What you need to do →
Across the records below, count the lines that contain "them" and write down only the count.

Saved data entries →
◆ ◆ ◆
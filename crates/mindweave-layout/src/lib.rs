#![forbid(unsafe_code)]

//! Headless layout for mind maps.
//!
//! - `force`: frame-stepped force-directed "organize" run with cooling
//! - `tidy`: one-shot tree placement for nodes that have no position yet
//!
//! Neither schedules work on its own; the owner of the position map drives them.

pub mod force;
pub mod rng;
pub mod settings;
pub mod tidy;

pub use force::{EndReason, ForceLayout, LayoutEnd, OrganizeStart, PhysicsBody, TickOutcome};
pub use rng::{RandomSource, XorShift64Star};
pub use settings::LayoutSettings;
pub use tidy::place_unpositioned;
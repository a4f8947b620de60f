#![forbid(unsafe_code)]

//! `mindweave` is a headless mind-map viewer core.
//!
//! A [`ViewerSession`] owns one module document and everything derived from it: positions,
//! the pan/zoom viewport, the force-directed organize run, the interaction state machine and
//! the retained scene. The embedding UI supplies three collaborators:
//!
//! - [`ViewerHost`]: receives pan/zoom, drag, select and layout notifications
//! - [`FrameScheduler`]: turns frame requests into [`ViewerSession::on_frame`] calls
//! - [`DocumentStore`]: persists documents ([`MemoryStore`] keeps them in memory)

pub use mindweave_core::*;

pub mod layout {
    pub use mindweave_layout::*;
}

pub mod interact {
    pub use mindweave_interact::*;
}

pub mod render {
    pub use mindweave_render::*;
}

mod session_error;
mod host;
mod scheduler;
mod session;
mod settings;
mod store;

pub use session_error::{Result, SessionError, StoreError};
pub use host::ViewerHost;
pub use scheduler::{FrameScheduler, ManualScheduler};
pub use session::ViewerSession;
pub use settings::SessionSettings;
pub use store::{DocumentStore, MemoryStore};
use mindweave_core::{LogicalPoint, ScreenPoint, Viewport};

/// Input normalized by the host: points are relative to the drawing surface.
#[derive(Debug, Clone, PartialEq)]
pub enum InputEvent {
    /// `target` is the node under the pointer, if any.
    PointerDown {
        point: ScreenPoint,
        target: Option<String>,
    },
    PointerMove {
        point: ScreenPoint,
    },
    PointerUp {
        point: ScreenPoint,
    },
    PointerLeave {
        point: ScreenPoint,
    },
    /// Negative `delta_y` zooms in.
    Wheel {
        point: ScreenPoint,
        delta_y: f64,
    },
    /// `touches` holds every contact currently down; `target` is the node under the first.
    TouchStart {
        touches: Vec<ScreenPoint>,
        target: Option<String>,
    },
    TouchMove {
        touches: Vec<ScreenPoint>,
    },
    /// `remaining` are the contacts still down, `changed` the ones just lifted.
    TouchEnd {
        remaining: Vec<ScreenPoint>,
        changed: Vec<ScreenPoint>,
    },
}

/// What the owner of the viewport and position map must apply, in order.
#[derive(Debug, Clone, PartialEq)]
pub enum Effect {
    Viewport(Viewport),
    /// Emitted before any `MoveNode` so the layout run never races a drag.
    CancelOrganize,
    MoveNode {
        id: String,
        position: LogicalPoint,
    },
    Select(String),
    /// A pan or drag finished; state is worth persisting.
    DragEnd,
}
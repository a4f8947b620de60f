/// The host's animation-frame source.
///
/// A requested frame is answered by the host calling
/// [`ViewerSession::on_frame`](crate::ViewerSession::on_frame).
pub trait FrameScheduler {
    fn request_frame(&mut self);
    fn cancel_frame(&mut self);
}

/// Scheduler that only records requests; the caller decides when frames happen.
#[derive(Debug, Clone, Default)]
pub struct ManualScheduler {
    pending: bool,
    requests: usize,
}

impl ManualScheduler {
    pub fn new() -> Self {
        Self::default()
    }

    pub fn is_pending(&self) -> bool {
        self.pending
    }

    /// Total requests seen so far.
    pub fn requests(&self) -> usize {
        self.requests
    }

    /// Consumes the pending request, if any.
    pub fn take(&mut self) -> bool {
        std::mem::take(&mut self.pending)
    }
}

impl FrameScheduler for ManualScheduler {
    fn request_frame(&mut self) {
        self.pending = true;
        self.requests += 1;
    }

    fn cancel_frame(&mut self) {
        self.pending = false;
    }
}
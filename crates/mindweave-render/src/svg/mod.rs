//! SVG serialization of a [`Scene`].

mod util;

use crate::scene::Scene;
use mindweave_core::Viewport;
use std::fmt::Write as _;
use util::{FmtDisplay, escape_xml_into, fmt_into};

#[derive(Debug, Clone, Default, PartialEq)]
pub struct SvgOptions {
    /// Explicit surface size; `None` emits `100%`.
    pub width: Option<f64>,
    pub height: Option<f64>,
    /// Inline CSS placed in a `<style>` element ahead of the content.
    pub style: Option<String>,
}

/// `translate(x, y) scale(z)`
pub fn viewport_transform(viewport: &Viewport) -> String {
    format!(
        "translate({}, {}) scale({})",
        FmtDisplay(viewport.pan.x),
        FmtDisplay(viewport.pan.y),
        FmtDisplay(viewport.zoom)
    )
}

impl Scene {
    /// Serializes the scene: lines first, then node groups, all inside the viewport group.
    pub fn to_svg(&self, options: &SvgOptions) -> String {
        let style = self.style();
        let mut out = String::with_capacity(256 + self.nodes().count() * 192);

        out.push_str(r#"<svg xmlns="http://www.w3.org/2000/svg" width=""#);
        push_length(&mut out, options.width);
        out.push_str(r#"" height=""#);
        push_length(&mut out, options.height);
        out.push_str(r#"">"#);

        if let Some(css) = options.style.as_deref() {
            out.push_str("<style>");
            escape_xml_into(&mut out, css);
            out.push_str("</style>");
        }

        out.push_str(r#"<g class="viewport" transform=""#);
        out.push_str(&viewport_transform(self.viewport()));
        out.push_str(r#"">"#);

        for (child, edge) in self.edges() {
            out.push_str(r#"<line class="link-line" data-child-id=""#);
            escape_xml_into(&mut out, child);
            let _ = write!(
                out,
                r#"" x1="{}" y1="{}" x2="{}" y2="{}"/>"#,
                FmtDisplay(edge.from.x),
                FmtDisplay(edge.from.y),
                FmtDisplay(edge.to.x),
                FmtDisplay(edge.to.y)
            );
        }

        for node in self.nodes() {
            out.push_str(r#"<g class=""#);
            out.push_str(&node.classes().join(" "));
            out.push_str(r#"" data-node-id=""#);
            escape_xml_into(&mut out, &node.id);
            let _ = write!(
                out,
                r#"" transform="translate({}, {})">"#,
                FmtDisplay(node.position.x),
                FmtDisplay(node.position.y)
            );

            out.push_str(r#"<circle class="node-circle" r=""#);
            fmt_into(&mut out, style.node_radius);
            out.push_str(r#""/><text class="node-text">"#);
            let first = node.first_line_offset(style.line_height);
            for (i, line) in node.lines.iter().enumerate() {
                let dy = if i == 0 { first } else { style.line_height };
                let _ = write!(out, r#"<tspan x="0" dy="{}px">"#, FmtDisplay(dy));
                escape_xml_into(&mut out, line);
                out.push_str("</tspan>");
            }
            out.push_str("</text></g>");
        }

        out.push_str("</g></svg>");
        out
    }
}

fn push_length(out: &mut String, v: Option<f64>) {
    match v {
        Some(v) if v.is_finite() && v >= 0.0 => fmt_into(out, v),
        _ => out.push_str("100%"),
    }
}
◆ ◆ ◆
Solution →
2